Bzoj 4605: Laoshan white flower snake grass water

Source: Internet
Author: User

Description God Ben Aleph in Sdoi Round2 before a flag: If into the provincial team, live live drink Laoshan white snake grass water. With the power of God Ben Aleph, he easily entered the Shandong provincial team, now is the time for him to fulfill his promise. Konjac Konjac Bob Specially prepared for him 999,999,999,999,999,999 bottles of Laoshan white flower snake grass water, want to pour god Ben Aleph. God Ben Aleph Beg (on his knees) Konjac Konjac Bob do not fill him, because God Ben Aleph is God Ben, Konjac Konjac Bob finally agreed to his request, but Konjac Konjac Bob decided went ahead, also let God Ben Aleph answer some questions.
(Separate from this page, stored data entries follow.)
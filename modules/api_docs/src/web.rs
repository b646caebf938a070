use std::path::PathBuf;
use std::sync::Arc;

use apidoc::OpenApiDoc;
use axum::{
    extract::{Path, State},
    http::{header, HeaderMap, StatusCode},
    response::{Html, IntoResponse, Json, Redirect, Response},
    routing::get,
    Router,
};
use parking_lot::RwLock;
use serde_json::{json, Value};

use crate::assets;
use crate::doc_cache::DocCache;
use crate::error::AppError;
use crate::request_id;

/// Shared state of the documentation endpoints.
#[derive(Clone)]
pub struct DocsState {
    pub doc: Arc<RwLock<OpenApiDoc>>,
    pub cache: Arc<DocCache>,
    pub base_path: String,
    pub docs_dir: Option<PathBuf>,
}

impl DocsState {
    fn json_url(&self) -> String {
        format!("{}/docs/openapi.json", self.base_path)
    }
}

pub async fn health_check() -> Json<Value> {
    Json(json!({
        "status": "healthy",
        "timestamp": chrono::Utc::now().to_rfc3339()
    }))
}

async fn openapi_json(
    State(state): State<DocsState>,
    headers: HeaderMap,
) -> Response {
    match state.cache.get_or_build(&state.doc) {
        Ok(cached) => (
            [
                (header::CONTENT_TYPE, "application/json"),
                (header::CACHE_CONTROL, "no-store"),
            ],
            cached.json.clone(),
        )
            .into_response(),
        Err(e) => {
            let rid = headers
                .get(request_id::header())
                .and_then(|v| v.to_str().ok());
            AppError::from(e).into_response_with(rid)
        }
    }
}

async fn docs_redirect(State(state): State<DocsState>) -> Redirect {
    Redirect::to(&format!("{}/docs/", state.base_path))
}

async fn docs_index(State(state): State<DocsState>) -> Response {
    if let Some(dir) = &state.docs_dir {
        if let Ok(resp) = assets::serve_file(dir, "index.html").await {
            return resp;
        }
        tracing::debug!(dir = %dir.display(), "No index.html in docs_dir, using built-in page");
    }
    Html(builtin_page(&state.json_url())).into_response()
}

async fn docs_asset(
    State(state): State<DocsState>,
    Path(file): Path<String>,
) -> Result<Response, StatusCode> {
    match &state.docs_dir {
        Some(dir) => assets::serve_file(dir, &file).await,
        None => Err(StatusCode::NOT_FOUND),
    }
}

/// Stoplight Elements loaded from the CDN.
fn builtin_page(spec_url: &str) -> String {
    format!(
        r#"<!DOCTYPE html>
<html>
<head>
  <meta charset="utf-8"/>
  <title>API Docs</title>
  <script src="https://unpkg.com/@stoplight/elements@latest/web-components.min.js"></script>
  <link rel="stylesheet" href="https://unpkg.com/@stoplight/elements@latest/styles.min.css">
</head>
<body>
  <elements-api apiDescriptionUrl="{spec_url}" router="hash" layout="sidebar"></elements-api>
</body>
</html>"#
    )
}

/// `{base}/docs`, `{base}/docs/`, `{base}/docs/openapi.json` and `{base}/docs/{*file}`.
pub fn docs_router(state: DocsState) -> Router {
    let base = state.base_path.clone();
    Router::new()
        .route(&format!("{base}/docs"), get(docs_redirect))
        .route(&format!("{base}/docs/"), get(docs_index))
        .route(&format!("{base}/docs/openapi.json"), get(openapi_json))
        .route(&format!("{base}/docs/{{*file}}"), get(docs_asset))
        .with_state(state)
}
//! Serialized-document cache.
//!
//! The JSON served at `openapi.json` is rebuilt only when the document's
//! generation moved since the last build. Readers never take the write lock;
//! a stale entry is replaced on the next read.

use std::sync::Arc;

use apidoc::{DocError, OpenApiDoc};
use arc_swap::ArcSwapOption;
use axum::body::Bytes;
use parking_lot::RwLock;

/// One serialized build of the document.
#[derive(Debug)]
pub struct CachedDoc {
    pub generation: u64,
    pub json: Bytes,
}

#[derive(Default)]
pub struct DocCache {
    inner: ArcSwapOption<CachedDoc>,
}

impl DocCache {
    pub fn new() -> Self {
        Self::default()
    }

    /// Current serialized document, rebuilding if `doc` changed.
    pub fn get_or_build(&self, doc: &RwLock<OpenApiDoc>) -> Result<Arc<CachedDoc>, DocError> {
        let doc = doc.read();
        let generation = doc.generation();

        if let Some(cached) = self.inner.load_full() {
            if cached.generation == generation {
                return Ok(cached);
            }
        }

        tracing::debug!(generation, "Rebuilding cached OpenAPI document");
        let fresh = Arc::new(CachedDoc {
            generation,
            json: Bytes::from(doc.to_json()?),
        });
        self.inner.store(Some(Arc::clone(&fresh)));
        Ok(fresh)
    }

    /// Generation of the cached build, if any.
    pub fn cached_generation(&self) -> Option<u64> {
        self.inner.load_full().map(|c| c.generation)
    }

    pub fn invalidate(&self) {
        self.inner.store(None);
    }
}
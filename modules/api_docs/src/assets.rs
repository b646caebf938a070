use std::path::{Component, Path, PathBuf};

use axum::{
    body::Bytes,
    http::{header, StatusCode},
    response::{IntoResponse, Response},
};

/// Resolve `file` inside `dir`. Anything other than plain segments is rejected.
pub fn map_path(dir: &Path, file: &str) -> Option<PathBuf> {
    let mut path = dir.to_path_buf();
    let mut pushed = false;
    for comp in Path::new(file.trim_start_matches('/')).components() {
        match comp {
            Component::Normal(s) => {
                path.push(s);
                pushed = true;
            }
            Component::CurDir => {}
            _ => return None,
        }
    }
    pushed.then_some(path)
}

pub fn content_type_for(file: &str) -> &'static str {
    let ext = file.rsplit_once('.').map(|(_, e)| e).unwrap_or("");
    match ext.to_ascii_lowercase().as_str() {
        "html" | "htm" => "text/html; charset=utf-8",
        "css" => "text/css; charset=utf-8",
        "js" | "mjs" => "application/javascript; charset=utf-8",
        "json" | "map" => "application/json; charset=utf-8",
        "txt" => "text/plain; charset=utf-8",
        "svg" => "image/svg+xml",
        "png" => "image/png",
        "ico" => "image/x-icon",
        "woff" => "font/woff",
        "woff2" => "font/woff2",
        "ttf" => "font/ttf",
        _ => "application/octet-stream",
    }
}

/// Read `file` from `dir` and respond with it, or 404.
pub async fn serve_file(dir: &Path, file: &str) -> Result<Response, StatusCode> {
    let Some(path) = map_path(dir, file) else {
        tracing::warn!(file, "Rejected docs asset path");
        return Err(StatusCode::NOT_FOUND);
    };

    match tokio::fs::read(&path).await {
        Ok(bytes) => Ok((
            [(header::CONTENT_TYPE, content_type_for(file))],
            Bytes::from(bytes),
        )
            .into_response()),
        Err(e) => {
            tracing::debug!(path = %path.display(), error = %e, "Docs asset not found");
            Err(StatusCode::NOT_FOUND)
        }
    }
}
use thiserror::Error;

use crate::security::SchemeVariant;

/// Errors raised while declaring or assembling a document.
///
/// Everything except [`DocError::Serialize`] is a configuration error: a
/// programmer mistake detected eagerly, never retried.
#[derive(Debug, Error)]
pub enum DocError {
    #[error("info.{field} must be set before the document can be built")]
    MissingInfoField { field: &'static str },

    #[error(
        "security scheme '{name}' is already registered as {existing}; cannot redeclare it as {requested}"
    )]
    SchemeConflict {
        name: String,
        existing: SchemeVariant,
        requested: SchemeVariant,
    },

    #[error("server variable '{variable}' does not appear in url '{url}'")]
    UnknownServerVariable { url: String, variable: String },

    #[error("oauth2 scheme '{scheme}': {flow} flow requires a non-empty {field}")]
    InvalidOAuthFlow {
        scheme: String,
        flow: &'static str,
        field: &'static str,
    },

    #[error("oauth2 scheme '{scheme}' declares no flows")]
    NoOAuthFlows { scheme: String },

    #[error("failed to serialize OpenAPI document: {0}")]
    Serialize(#[from] serde_json::Error),
}

impl DocError {
    /// True for programmer errors in the declarations themselves.
    pub fn is_configuration(&self) -> bool {
        !matches!(self, DocError::Serialize(_))
    }
}

pub type Result<T> = std::result::Result<T, DocError>;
Specifically, Konjac Konjac Bob will place some Laoshan on a spacious square (which can be regarded as some point on the two-dimensional plane) and then ask God Ben Aleph in the rectangular area (x1, y1), (x2, y2) (X1≤X2 and y1≤y2, including boundaries), Laoshan White Snake grass Aquarius number k is how much. In order to avoid trouble, Konjac Konjac Bob will not place two or two more Laoshan in the same place, but Konjac Konjac Bob wants to embarrass God Ben Aleph, hoping that he can answer the question at once every time he asks. God Ben Aleph To do such a problem, so I gave it to you.

The first behavior of input inputs is two positive integers n, Q, which represents the range of the horizontal ordinate and the number of Konjac Konjac Bob's operations (including number of placements and number of queries). Next to Q, each row represents an operation for Konjac Konjac Bob, with the following format: First the first number type, which indicates the type of operation. Type=1 indicates placement, type=2 is asking. If type=1, then there will be three positive integers x, y, V, indicating the coordinates on the hour (x, y) place the V bottle Laoshan white flower snake grass water. (1≤x, Y≤n, 1≤v≤10^9) if type=2, next there will be five positive integers x1, y1, x2, y2, K, indicating the question of the rectangular area (x1, y1), (x2, y2), Laoshan white snake grass water bottle number k is how much. (1≤X1≤X2≤N,1≤Y1≤Y2≤N,1≤K≤Q) to reflect the online nature of the program, you need to vary the data you read (except for the type value) or Lastans, where Lastans represents the answer to the last query. If the answer to the last question is "naive! Orzzyz. " (see sample output), Lastans is set to 0. The initial Lastans is 0. There is no Laoshan on the initial plane of the white flower snake grass water. There are 12 sets of test data. For all the data, n≤500,000. The range of Q is shown in the table below: test pilot 1-2 q=1,000 testing point 3-7 q=50,000 test point 8-12 q=100,000

Output for each inquiry (type=2 operation), answer Laoshan white snake grass water bottle number k is how much. If there are no more than k bottles, please output "naive! Orzzyz. " (The output does not contain double quotes).

Sample Input10 7
1 1 1 1
1 2 2 3
1 4 1 2
1 3 4 4
2 1 1 4 1 3
2 2 2 3 5 4
2 2 1 4 4 2Sample Outputnaive! Orzzyz.
naive! Orzzyz.
3 the name ... segment Tree Set k-d tree, reconstruction words will take out all the achievements and put back.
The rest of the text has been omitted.